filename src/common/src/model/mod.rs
pub mod game;
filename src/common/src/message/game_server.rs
use crate::model::game::{Move, Outcome, RoundOutcome};
use serde::{Deserialize, Serialize};

// Client types
#[derive(Serialize, Deserialize, Debug, Clone, PartialEq)]
#[serde(tag = "type")]
pub enum ClientRequest {
    JoinGame,
    Move { value: Move },
}

#[derive(Serialize, Deserialize, Clone, Debug, PartialEq)]
#[serde(tag = "type")]
pub enum ClientResponse {
    GameJoined,
    PendingMove,
    RoundResult(RoundOutcome),
    /// The round closed without data, e.g. both sides timed out.
    RoundSkipped,
    MatchResult {
        result: Outcome,
        wins: u8,
        total: u8,
    },
}
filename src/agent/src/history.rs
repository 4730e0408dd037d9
use common::model::game::{Move, Outcome, RoundOutcome};
use serde::Serialize;

/// Append-only log of completed rounds for one session.
#[derive(Debug, Clone, Default)]
pub struct HistoryLog {
    rounds: Vec<RoundOutcome>,
}

#[derive(Debug, Clone, Copy, Default, PartialEq, Eq, Serialize)]
pub struct Tally {
    pub wins: usize,
    pub losses: usize,
    pub draws: usize,
}

impl HistoryLog {
    pub fn new() -> Self {
        HistoryLog { rounds: Vec::new() }
    }

    pub fn append(&mut self, outcome: RoundOutcome) {
        self.rounds.push(outcome);
    }

    pub fn len(&self) -> usize {
        self.rounds.len()
    }

    pub fn is_empty(&self) -> bool {
        self.rounds.is_empty()
    }

    pub fn at(&self, index: usize) -> Option<&RoundOutcome> {
        self.rounds.get(index)
    }

    /// The most recent `n` rounds, oldest first. Shorter when the log is.
    pub fn last_n(&self, n: usize) -> &[RoundOutcome] {
        &self.rounds[self.rounds.len().saturating_sub(n)..]
    }

    pub fn iter(&self) -> impl Iterator<Item = &RoundOutcome> {
        self.rounds.iter()
    }

    pub fn last_opponent_move(&self) -> Option<Move> {
        self.rounds.last().and_then(|round| round.opponent_move)
    }

    /// Opponent moves of exactly the last `n` rounds, oldest first.
    /// None if fewer than `n` rounds exist or any of them lacks a move.
    pub fn opponent_context(&self, n: usize) -> Option<Vec<Move>> {
        if n > self.rounds.len() {
            return None;
        }
        self.last_n(n)
            .iter()
            .map(|round| round.opponent_move)
            .collect()
    }

    pub fn tally(&self) -> Tally {
        self.rounds
            .iter()
            .fold(Tally::default(), |mut tally, round| {
                match round.result {
                    Outcome::Win => tally.wins += 1,
                    Outcome::Loss => tally.losses += 1,
                    Outcome::Draw => tally.draws += 1,
                }
                tally
            })
    }
}
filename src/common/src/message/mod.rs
pub mod game_server;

-=-=-

Task prompt: Using the entries above, restate word for word every line from the one that contains "pub fn opponent_context(&self, n: usize)" through the last.

Exercise result:
    pub fn opponent_context(&self, n: usize) -> Option<Vec<Move>> {
        if n > self.rounds.len() {
            return None;
        }
        self.last_n(n)
            .iter()
            .map(|round| round.opponent_move)
            .collect()
    }

    pub fn tally(&self) -> Tally {
        self.rounds
            .iter()
            .fold(Tally::default(), |mut tally, round| {
                match round.result {
                    Outcome::Win => tally.wins += 1,
                    Outcome::Loss => tally.losses += 1,
                    Outcome::Draw => tally.draws += 1,
                }
                tally
            })
    }
}
filename src/common/src/message/mod.rs
pub mod game_server;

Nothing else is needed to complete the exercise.